One hundred and twenty respondents felt CTN was an important contributor to PWB and the majority of these described it as very, immensely, or crucially important, with some even claiming it to be the most important factor (in comparison to diet, exercise, social life and work life etc.). Participants’ confidence in the importance of CTN seems to contradict quantitative findings; however, several respondents stated that the importance of CTN varies according to the individual. If individual variation in the relationship between CTN and PWB is great, it may account for the low (or absent) correlation overall, that is the effect of CTN on PWB could be very strong for some people but non-existent (or even a negative relationship) for others.
In summary, perhaps there is a relationship between CTN and PWB but it is focused on eudemonic representations of well-being, and the intricacies of the relationship vary according to each individual. A much larger, more diverse sample would be required to reduce the effects of individual variance and provide clearer understanding.

5.2. Variables Influencing Trait-Level CTN over the Life Course?

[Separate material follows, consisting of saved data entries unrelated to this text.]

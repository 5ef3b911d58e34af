//! Entrypoint: the bootstrap exchange that hands out link parameters.
//!
//! A requester asks an acceptor for a link. On a first request the
//! acceptor allocates a fresh id pair; otherwise the request carries the
//! requester's existing parameters and the acceptor reuses, or rebuilds,
//! its side of that link.
//!
//! ```text
//! requester                                   acceptor
//!    │ EntrypointRequest{first_request: true}    │
//!    ├──────────────────────────────────────────►│ allocate ids, start incoming link
//!    │ EntrypointReply{link_params: requester}   │
//!    │◄──────────────────────────────────────────┤
//!    │ start outgoing link                       │
//! ```

mod client;
mod server;

pub use client::{ClientState, EntrypointClient};
pub use server::EntrypointServer;

use serde::{Deserialize, Serialize};

use crate::types::{LinkParams, RequestId};

/// Entrypoint request.
#[derive(Debug, Clone, PartialEq, Eq, Serialize, Deserialize)]
pub struct EntrypointRequest {
    /// Ask for a fresh link id pair.
    pub first_request: bool,
    /// Requester's request generation.
    pub generation: u64,
    /// Requester's current parameters when reusing a link.
    pub link_params: Option<LinkParams>,
    /// Address the acceptor's incoming link should connect back to.
    pub process_endpoint: String,
}

impl EntrypointRequest {
    /// Request for a brand new link.
    pub fn first(generation: u64, process_endpoint: impl Into<String>) -> Self {
        Self {
            first_request: true,
            generation,
            link_params: None,
            process_endpoint: process_endpoint.into(),
        }
    }

    /// Request to keep using the link described by `params`.
    pub fn reuse(
        generation: u64,
        params: LinkParams,
        process_endpoint: impl Into<String>,
    ) -> Self {
        Self {
            first_request: false,
            generation,
            link_params: Some(params),
            process_endpoint: process_endpoint.into(),
        }
    }
}

/// Outcome of an entrypoint request.
#[derive(Debug, Clone, PartialEq, Eq, Serialize, Deserialize)]
pub enum EntrypointStatus {
    /// Parameters are in the reply.
    Ok,
    /// The acceptor is not serving entrypoint requests.
    Unavailable,
    /// The request was malformed or conflicts with existing links.
    Rejected(String),
}

/// Entrypoint reply.
#[derive(Debug, Clone, PartialEq, Eq, Serialize, Deserialize)]
pub struct EntrypointReply {
    /// Outcome.
    pub status: EntrypointStatus,
    /// Id the acceptor tracked the request under.
    pub request_id: RequestId,
    /// Requester's parameters, present when `status` is `Ok`.
    pub link_params: Option<LinkParams>,
}

impl EntrypointReply {
    /// Successful reply carrying the requester's parameters.
    pub fn ok(request_id: RequestId, link_params: LinkParams) -> Self {
        Self {
            status: EntrypointStatus::Ok,
            request_id,
            link_params: Some(link_params),
        }
    }

    /// Failed reply.
    pub fn failed(request_id: RequestId, status: EntrypointStatus) -> Self {
        Self {
            status,
            request_id,
            link_params: None,
        }
    }
}
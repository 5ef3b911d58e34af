//! Pluggable serialization for transport payloads.
//!
//! Everything crossing a [`Transport`](crate::Transport) is turned into
//! bytes and back, so the two ends never share memory. [`JsonCodec`] is the
//! default; bring another format by implementing [`MessageCodec`].
//!
//! ```rust
//! use halink::{JsonCodec, Message, MessageCodec};
//!
//! let codec = JsonCodec;
//! let bytes = codec.encode(&Message::new("ping")).unwrap();
//! let msg: Message = codec.decode(&bytes).unwrap();
//! assert_eq!(msg.payload(), b"ping");
//! ```

use serde::Serialize;
use serde::de::DeserializeOwned;
use thiserror::Error;

/// Error type for codec operations.
#[derive(Debug, Error)]
pub enum CodecError {
    /// Failed to encode a value to bytes.
    #[error("encode error: {0}")]
    Encode(Box<dyn std::error::Error + Send + Sync>),
    /// Failed to decode bytes to a value.
    #[error("decode error: {0}")]
    Decode(Box<dyn std::error::Error + Send + Sync>),
}

/// Pluggable serialization format.
pub trait MessageCodec: Clone + Send + Sync + 'static {
    /// Encode a value to bytes.
    fn encode<T: Serialize>(&self, msg: &T) -> Result<Vec<u8>, CodecError>;

    /// Decode bytes to a value.
    fn decode<T: DeserializeOwned>(&self, buf: &[u8]) -> Result<T, CodecError>;
}

/// JSON codec using serde_json.
#[derive(Debug, Clone, Copy, Default)]
pub struct JsonCodec;

impl MessageCodec for JsonCodec {
    fn encode<T: Serialize>(&self, msg: &T) -> Result<Vec<u8>, CodecError> {
        serde_json::to_vec(msg).map_err(|e| CodecError::Encode(Box::new(e)))
    }

    fn decode<T: DeserializeOwned>(&self, buf: &[u8]) -> Result<T, CodecError> {
        serde_json::from_slice(buf).map_err(|e| CodecError::Decode(Box::new(e)))
    }
}
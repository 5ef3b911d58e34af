//! Task spawning abstraction.

use std::future::Future;

/// Provider trait for spawning background tasks.
///
/// One task is spawned per link and one per inbound message; `name` only
/// feeds tracing.
pub trait TaskProvider: Clone + Send + Sync + 'static {
    /// Spawn a named task.
    fn spawn_task<F>(&self, name: &str, future: F) -> tokio::task::JoinHandle<()>
    where
        F: Future<Output = ()> + Send + 'static;
}

/// Task provider running on the ambient Tokio runtime.
#[derive(Clone, Debug, Default)]
pub struct TokioTaskProvider;

impl TaskProvider for TokioTaskProvider {
    fn spawn_task<F>(&self, name: &str, future: F) -> tokio::task::JoinHandle<()>
    where
        F: Future<Output = ()> + Send + 'static,
    {
        let task_name = name.to_string();
        tokio::spawn(async move {
            tracing::trace!("Task {} starting", task_name);
            future.await;
            tracing::trace!("Task {} completed", task_name);
        })
    }
}
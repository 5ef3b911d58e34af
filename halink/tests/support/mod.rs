//! Shared helpers for halink integration tests.
//!
//! Nodes share one in-process [`LocalNetwork`] and use short timeouts so
//! failure paths resolve quickly.

#![allow(dead_code)]

use std::sync::{Arc, Mutex};
use std::time::Duration;

use halink::{
    EntrypointRequest, HaConfig, HaNode, HaObserver, Link, LinkDirection, LinkId, LocalNetwork,
    Message, RequestId, TokioProviders,
};

pub type TestNode = HaNode<TokioProviders<LocalNetwork>>;

pub fn init_tracing() {
    let _ = tracing_subscriber::fmt()
        .with_max_level(tracing::Level::INFO)
        .with_test_writer()
        .try_init();
}

pub fn config(address: &str, node_id: u64) -> HaConfig {
    HaConfig::local_network(address)
        .with_node_id(node_id)
        .with_timeouts(Duration::from_millis(200), Duration::from_millis(200))
        .with_entrypoint_timeout(Duration::from_millis(500))
}

pub fn node(network: &LocalNetwork, address: &str, node_id: u64) -> TestNode {
    HaNode::new(config(address, node_id), TokioProviders::new(network.clone()))
}

pub fn observed_node(
    network: &LocalNetwork,
    address: &str,
    node_id: u64,
) -> (TestNode, Arc<RecordingObserver>) {
    let observer = Arc::new(RecordingObserver::default());
    let node = HaNode::with_observer(
        config(address, node_id),
        TokioProviders::new(network.clone()),
        observer.clone(),
    );
    (node, observer)
}

/// Two started nodes, "a" and "b", on a fresh network.
pub fn started_pair() -> (LocalNetwork, TestNode, TestNode) {
    let network = LocalNetwork::new();
    let a = node(&network, "a", 0xa);
    let b = node(&network, "b", 0xb);
    a.start().unwrap();
    b.start().unwrap();
    (network, a, b)
}

/// The link on `node` forming the other end of `link`.
pub fn peer_of(node: &TestNode, link: &Link) -> Link {
    node.registry()
        .find(&link.params().id_remote)
        .expect("peer link registered")
}

/// Receive `count` messages, waiting for each.
pub async fn receive_n(link: &Link, count: usize) -> Vec<Message> {
    let mut received = Vec::with_capacity(count);
    while received.len() < count {
        tokio::time::timeout(Duration::from_secs(5), link.wait_arrival())
            .await
            .expect("message arrives in time")
            .expect("link still running");
        while let Some(msg) = link.receive() {
            received.push(msg);
        }
    }
    received
}

#[derive(Debug, Clone, PartialEq, Eq)]
pub enum Event {
    Request { first_request: bool },
    Connected(LinkId, LinkDirection),
    Reused(LinkId),
    Disconnecting(LinkId),
    Disconnected(LinkId, LinkDirection),
}

#[derive(Debug, Default)]
pub struct RecordingObserver {
    events: Mutex<Vec<Event>>,
}

impl RecordingObserver {
    pub fn events(&self) -> Vec<Event> {
        self.events.lock().unwrap().clone()
    }

    fn push(&self, event: Event) {
        self.events.lock().unwrap().push(event);
    }
}

impl HaObserver for RecordingObserver {
    fn entrypoint_request(&self, _id: RequestId, request: &EntrypointRequest) {
        self.push(Event::Request {
            first_request: request.first_request,
        });
    }

    fn link_connected(&self, link: &Link, direction: LinkDirection) {
        self.push(Event::Connected(link.id(), direction));
    }

    fn link_reused(&self, link: &Link) {
        self.push(Event::Reused(link.id()));
    }

    fn link_is_disconnecting(&self, link: &Link) {
        self.push(Event::Disconnecting(link.id()));
    }

    fn link_disconnected(&self, id: LinkId, direction: LinkDirection) {
        self.push(Event::Disconnected(id, direction));
    }
}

Demographic variables, childhood experiences, frequency of nature contact, and nature-related hobbies were all found to be potential influences on trait-level CTN over the lifespan. Pet ownership was not found to be associated with CTN. This is explored in detail below.

5.2.1. Demographics

It was found that all demographic variables had an impact on mean NR scores. This is in clear contrast to some of the previous findings [12,32], however they used CNS as a measure, rather than the NR scale. As NR encompasses more dimensions of CTN, there is potentially more scope for variation. There were significant differences in means when comparing different genders, age brackets, ethnicities and employment statuses. There was less variation with education level and area of residence, but still clear differences.
Females felt, on average, more connected to nature, supporting the previous theory that female tendency for greater ecological concern relates to NR scores. People who are retired or volunteers felt much more connected than students or full-time employed. This could be related to having additional time to reflect on and cultivate connection, as students and full-time employed were presumably the most time-poor. Age could also be a factor here, although those in the eldest age brackets were not as connected (on average) as those aged 55–64, so it does not correspond with typical retirement age. Area of residence related to CTN in the way one might expect, with urban dwellers feeling least connected, rural dwellers most connected, and suburban in the middle. With more time and resources, this variation could have been explored further by comparing the individual NR components against demographic variables, obtaining a more diverse sample, and perhaps collecting qualitative responses on the topic.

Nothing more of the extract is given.